Input for this task:
○ ○ ○ ○ ○
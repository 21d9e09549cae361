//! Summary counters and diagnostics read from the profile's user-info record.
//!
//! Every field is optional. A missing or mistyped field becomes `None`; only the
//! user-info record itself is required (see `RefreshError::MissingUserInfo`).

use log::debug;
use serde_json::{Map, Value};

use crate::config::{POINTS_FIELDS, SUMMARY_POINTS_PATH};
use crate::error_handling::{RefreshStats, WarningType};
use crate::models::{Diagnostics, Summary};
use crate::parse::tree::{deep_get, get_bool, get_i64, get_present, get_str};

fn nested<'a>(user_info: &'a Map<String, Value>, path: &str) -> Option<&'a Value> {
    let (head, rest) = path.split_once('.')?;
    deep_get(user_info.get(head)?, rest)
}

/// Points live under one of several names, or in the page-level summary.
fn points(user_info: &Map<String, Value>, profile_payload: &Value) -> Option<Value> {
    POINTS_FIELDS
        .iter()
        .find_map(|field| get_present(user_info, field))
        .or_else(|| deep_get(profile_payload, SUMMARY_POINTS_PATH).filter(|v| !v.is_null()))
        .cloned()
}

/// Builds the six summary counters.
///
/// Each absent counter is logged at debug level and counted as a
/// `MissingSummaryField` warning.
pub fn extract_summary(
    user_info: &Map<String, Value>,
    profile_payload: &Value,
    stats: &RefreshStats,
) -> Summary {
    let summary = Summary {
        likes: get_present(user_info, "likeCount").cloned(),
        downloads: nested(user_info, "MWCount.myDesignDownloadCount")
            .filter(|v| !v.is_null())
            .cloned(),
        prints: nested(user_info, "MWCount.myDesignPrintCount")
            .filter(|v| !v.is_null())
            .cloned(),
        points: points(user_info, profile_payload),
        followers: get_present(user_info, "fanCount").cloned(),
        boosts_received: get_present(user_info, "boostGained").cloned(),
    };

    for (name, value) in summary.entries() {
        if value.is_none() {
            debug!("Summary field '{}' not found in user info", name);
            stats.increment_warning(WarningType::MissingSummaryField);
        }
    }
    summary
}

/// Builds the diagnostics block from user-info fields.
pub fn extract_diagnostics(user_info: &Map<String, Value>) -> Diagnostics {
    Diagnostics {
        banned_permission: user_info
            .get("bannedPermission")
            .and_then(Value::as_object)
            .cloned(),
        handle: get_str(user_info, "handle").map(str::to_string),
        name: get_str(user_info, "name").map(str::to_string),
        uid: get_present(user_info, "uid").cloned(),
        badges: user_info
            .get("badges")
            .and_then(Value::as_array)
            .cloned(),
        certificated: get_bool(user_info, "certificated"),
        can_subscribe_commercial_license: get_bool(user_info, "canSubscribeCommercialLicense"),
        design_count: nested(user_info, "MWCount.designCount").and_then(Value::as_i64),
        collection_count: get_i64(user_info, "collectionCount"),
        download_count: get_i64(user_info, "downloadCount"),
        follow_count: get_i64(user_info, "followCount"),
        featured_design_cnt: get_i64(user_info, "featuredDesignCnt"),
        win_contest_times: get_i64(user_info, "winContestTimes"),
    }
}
○ ○ ○ ○ ○
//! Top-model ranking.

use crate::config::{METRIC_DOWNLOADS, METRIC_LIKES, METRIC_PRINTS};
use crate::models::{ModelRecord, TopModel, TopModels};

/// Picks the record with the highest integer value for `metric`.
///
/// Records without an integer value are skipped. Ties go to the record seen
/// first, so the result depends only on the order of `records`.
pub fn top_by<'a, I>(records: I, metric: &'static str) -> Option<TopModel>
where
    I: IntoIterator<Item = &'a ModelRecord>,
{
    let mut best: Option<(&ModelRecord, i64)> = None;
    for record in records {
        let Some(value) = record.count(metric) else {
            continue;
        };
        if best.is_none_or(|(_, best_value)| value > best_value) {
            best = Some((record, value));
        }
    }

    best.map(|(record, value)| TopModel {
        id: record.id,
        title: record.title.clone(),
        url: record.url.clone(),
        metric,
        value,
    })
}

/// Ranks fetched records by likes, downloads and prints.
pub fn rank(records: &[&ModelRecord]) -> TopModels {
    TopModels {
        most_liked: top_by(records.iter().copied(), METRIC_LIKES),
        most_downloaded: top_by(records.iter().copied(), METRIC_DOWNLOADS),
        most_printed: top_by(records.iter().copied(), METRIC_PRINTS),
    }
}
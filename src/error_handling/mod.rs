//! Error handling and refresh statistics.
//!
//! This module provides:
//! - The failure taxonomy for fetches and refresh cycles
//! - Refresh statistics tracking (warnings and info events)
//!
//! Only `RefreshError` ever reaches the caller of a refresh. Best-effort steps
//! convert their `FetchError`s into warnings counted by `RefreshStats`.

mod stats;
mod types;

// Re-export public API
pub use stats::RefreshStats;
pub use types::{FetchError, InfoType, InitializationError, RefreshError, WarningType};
○ ○ ○ ○ ○
Activity: Once a line of the records is found to contain "MissingSummaryField", copy it out.

Completed task:
/// `MissingSummaryField` warning.
            stats.increment_warning(WarningType::MissingSummaryField);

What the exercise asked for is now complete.